Washburn had this to say via email:
A gaggle of extremely motivated young artistic men approached me after my album-release show at Housing Works in New York City last January. They said, "We are called Mason Jar Music and we would like to make a music video of your song 'City of Refuge. " For some reason, I instantaneously knew they were a special group of people with a mission that would not be thwarted. I bought my ticket back to New York for early March. The moment I arrived, the whole scene was magical: Thirty or so university-aged volunteer musicians and set-hands worked fastidiously and in perfect harmony to create an efficient shoot with a hyper sense of love for the creation of art. Amazing location? YES. I don't know how Mason Jar Music did it. But, however glamorous it might sound to film in an ancient building, a picture of truth shows rats scurrying into darker corners when I walked into the dimly lit boarded-up entrance, no bathroom except for the perpetual 15- to 20-minute line at the Dunkin Donuts down the street, no heat on a 30-degree day, and I fell in a black hole off the walking ramp to the back door.
Before shooting this video where I walk and sing (for the first time), we checked for potholes and landmines — we chose the path carefully and I survived. However, it was so cold that, despite the fact that I wore a sparkly dress with saddle shoes for the big shoot with the orchestra, I mistakenly ended up wearing the puffy green down jacket you see in this video of "Nobody's Fault but Mine." As for the song, I ran into it about eight years ago listening to a compilation of Blind Willie Johnson from the 1930s called Sweeter As the Years Roll By. To this day, it's the album that gets heaviest rotation on my long road trips around the USA playing music.

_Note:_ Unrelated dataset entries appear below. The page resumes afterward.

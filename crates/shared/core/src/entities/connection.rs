use serde::{Deserialize, Serialize};

use crate::values::Timestamp;

/// Lifecycle phase of the transport connection
///
/// ```text
/// disconnected ──connect──► connecting ──ok──► connected ──disconnect──► disconnected
///                               │                 │
///                             error             drop
///                               ▼                 ▼
///  connecting ◄──reconnect── failed ◄──give up── reconnecting ──ok──► connected
/// ```
#[derive(Debug, Clone, Copy, PartialEq, Eq, Hash, Default, Serialize, Deserialize)]
#[serde(rename_all = "lowercase")]
pub enum ConnectionPhase {
    #[default]
    Disconnected,
    Connecting,
    Connected,
    Reconnecting,
    Failed,
}

impl ConnectionPhase {
    pub const ALL: [ConnectionPhase; 5] = [
        ConnectionPhase::Disconnected,
        ConnectionPhase::Connecting,
        ConnectionPhase::Connected,
        ConnectionPhase::Reconnecting,
        ConnectionPhase::Failed,
    ];

    /// Whether `self -> next` is an edge of the lifecycle graph
    pub fn can_transition_to(&self, next: ConnectionPhase) -> bool {
        use ConnectionPhase::*;
        matches!(
            (self, next),
            (Disconnected, Connecting)
                | (Connecting, Connected)
                | (Connecting, Failed)
                | (Connected, Disconnected)
                | (Connected, Reconnecting)
                | (Reconnecting, Connected)
                | (Reconnecting, Failed)
                | (Failed, Connecting)
        )
    }

    pub fn is_connected(&self) -> bool {
        matches!(self, ConnectionPhase::Connected)
    }

    /// A connection attempt or transport retry is in flight
    pub fn is_pending(&self) -> bool {
        matches!(
            self,
            ConnectionPhase::Connecting | ConnectionPhase::Reconnecting
        )
    }

    pub fn as_str(&self) -> &'static str {
        match self {
            ConnectionPhase::Disconnected => "disconnected",
            ConnectionPhase::Connecting => "connecting",
            ConnectionPhase::Connected => "connected",
            ConnectionPhase::Reconnecting => "reconnecting",
            ConnectionPhase::Failed => "failed",
        }
    }

    /// Compact encoding for atomic storage
    pub fn as_u8(&self) -> u8 {
        match self {
            ConnectionPhase::Disconnected => 0,
            ConnectionPhase::Connecting => 1,
            ConnectionPhase::Connected => 2,
            ConnectionPhase::Reconnecting => 3,
            ConnectionPhase::Failed => 4,
        }
    }

    /// Inverse of `as_u8`; unknown values decode as `Disconnected`
    pub fn from_u8(value: u8) -> Self {
        match value {
            1 => ConnectionPhase::Connecting,
            2 => ConnectionPhase::Connected,
            3 => ConnectionPhase::Reconnecting,
            4 => ConnectionPhase::Failed,
            _ => ConnectionPhase::Disconnected,
        }
    }
}

impl std::fmt::Display for ConnectionPhase {
    fn fmt(&self, f: &mut std::fmt::Formatter<'_>) -> std::fmt::Result {
        f.write_str(self.as_str())
    }
}

/// Current connection phase plus when it last entered `connected`
#[derive(Debug, Clone, Copy, PartialEq, Eq, Default, Serialize, Deserialize)]
#[serde(rename_all = "camelCase")]
pub struct ConnectionState {
    #[serde(rename = "status")]
    pub phase: ConnectionPhase,
    pub last_connected_at: Option<Timestamp>,
}

impl ConnectionState {
    pub fn new(phase: ConnectionPhase, last_connected_at: Option<Timestamp>) -> Self {
        Self {
            phase,
            last_connected_at,
        }
    }

    pub fn disconnected() -> Self {
        Self::default()
    }
}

Mason Jar Music co-founder Dan Knobler writes:
This dilapidated 19th-century building in Lower Manhattan, once an ornate office building, now a relic of old New York, proved to be a perfect setting for Abigail's music. The massive ceiling skylight provided the space with beautiful natural light, and the peeling layers of paint revealed years of history. As a 12-piece ensemble warmed up to play "City of Refuge" on the ground floor, Abigail wandered the upper floors and roof with her banjo and delivered stunningly intimate performances.

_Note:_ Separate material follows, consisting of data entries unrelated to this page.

//! Sync layer errors

use crate::commands::CommandKind;
use crate::config::ConfigError;
use crate::registry::Subscription;
use thiserror::Error;
use tradedesk_core::ConnectionPhase;
use tradedesk_ports::{CommandAck, TransportError};

/// Failure of a connection lifecycle request
#[derive(Error, Debug, Clone, PartialEq)]
pub enum ConnectionError {
    #[error("Illegal connection transition: {from} -> {to}")]
    IllegalTransition {
        from: ConnectionPhase,
        to: ConnectionPhase,
    },

    #[error(transparent)]
    Transport(#[from] TransportError),
}

/// Failure of a one-shot command, returned to the caller that issued it
#[derive(Error, Debug, Clone, PartialEq)]
pub enum CommandError {
    /// The transport call itself failed; displays the original message
    #[error(transparent)]
    Transport(#[from] TransportError),

    /// The backend answered but refused the command
    #[error("{message}")]
    Rejected { kind: CommandKind, message: String },

    #[error("{kind} already pending for {key} (request {request_id})")]
    InFlight {
        kind: CommandKind,
        key: String,
        request_id: u64,
    },

    /// Resolved after the session that issued it was torn down
    #[error("{kind} resolved after its session ended")]
    Stale { kind: CommandKind, ack: CommandAck },
}

/// `start` failed while subscribing
///
/// The listener stays registered; recover the handle with
/// [`SubscribeError::into_subscription`].
#[derive(Error, Debug)]
#[error("Failed to start transport: {source}")]
pub struct SubscribeError {
    #[source]
    source: TransportError,
    subscription: Subscription,
}

impl SubscribeError {
    pub(crate) fn new(source: TransportError, subscription: Subscription) -> Self {
        Self {
            source,
            subscription,
        }
    }

    pub fn transport_error(&self) -> &TransportError {
        &self.source
    }

    pub fn subscription(&self) -> &Subscription {
        &self.subscription
    }

    pub fn into_subscription(self) -> Subscription {
        self.subscription
    }

    pub fn into_parts(self) -> (TransportError, Subscription) {
        (self.source, self.subscription)
    }
}

/// Session-level errors
#[derive(Error, Debug)]
pub enum SyncError {
    #[error("Not authenticated")]
    Unauthenticated,

    #[error(transparent)]
    Transport(#[from] TransportError),

    #[error(transparent)]
    Subscribe(#[from] SubscribeError),

    #[error(transparent)]
    Connection(#[from] ConnectionError),

    #[error(transparent)]
    Command(#[from] CommandError),

    #[error("Configuration error: {0}")]
    Config(#[from] ConfigError),
}

pub type Result<T> = std::result::Result<T, SyncError>;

At Mason Jar Music, we enjoy bringing beautiful music into unexpected spaces. Our primary project, Mason Jar Music Presents, pairs talented musicians with historic New York spaces that resonate with the artist's vision. We arrange and reinterpret his or her music for an ensemble of strings, woodwinds and other assorted orchestral colors, highlighting musical textures that may have fallen out of favor in contemporary music. We believe in preserving analog principles in a digital age, in assembling a room of talented individuals and working together to create and capture a singular musical moment.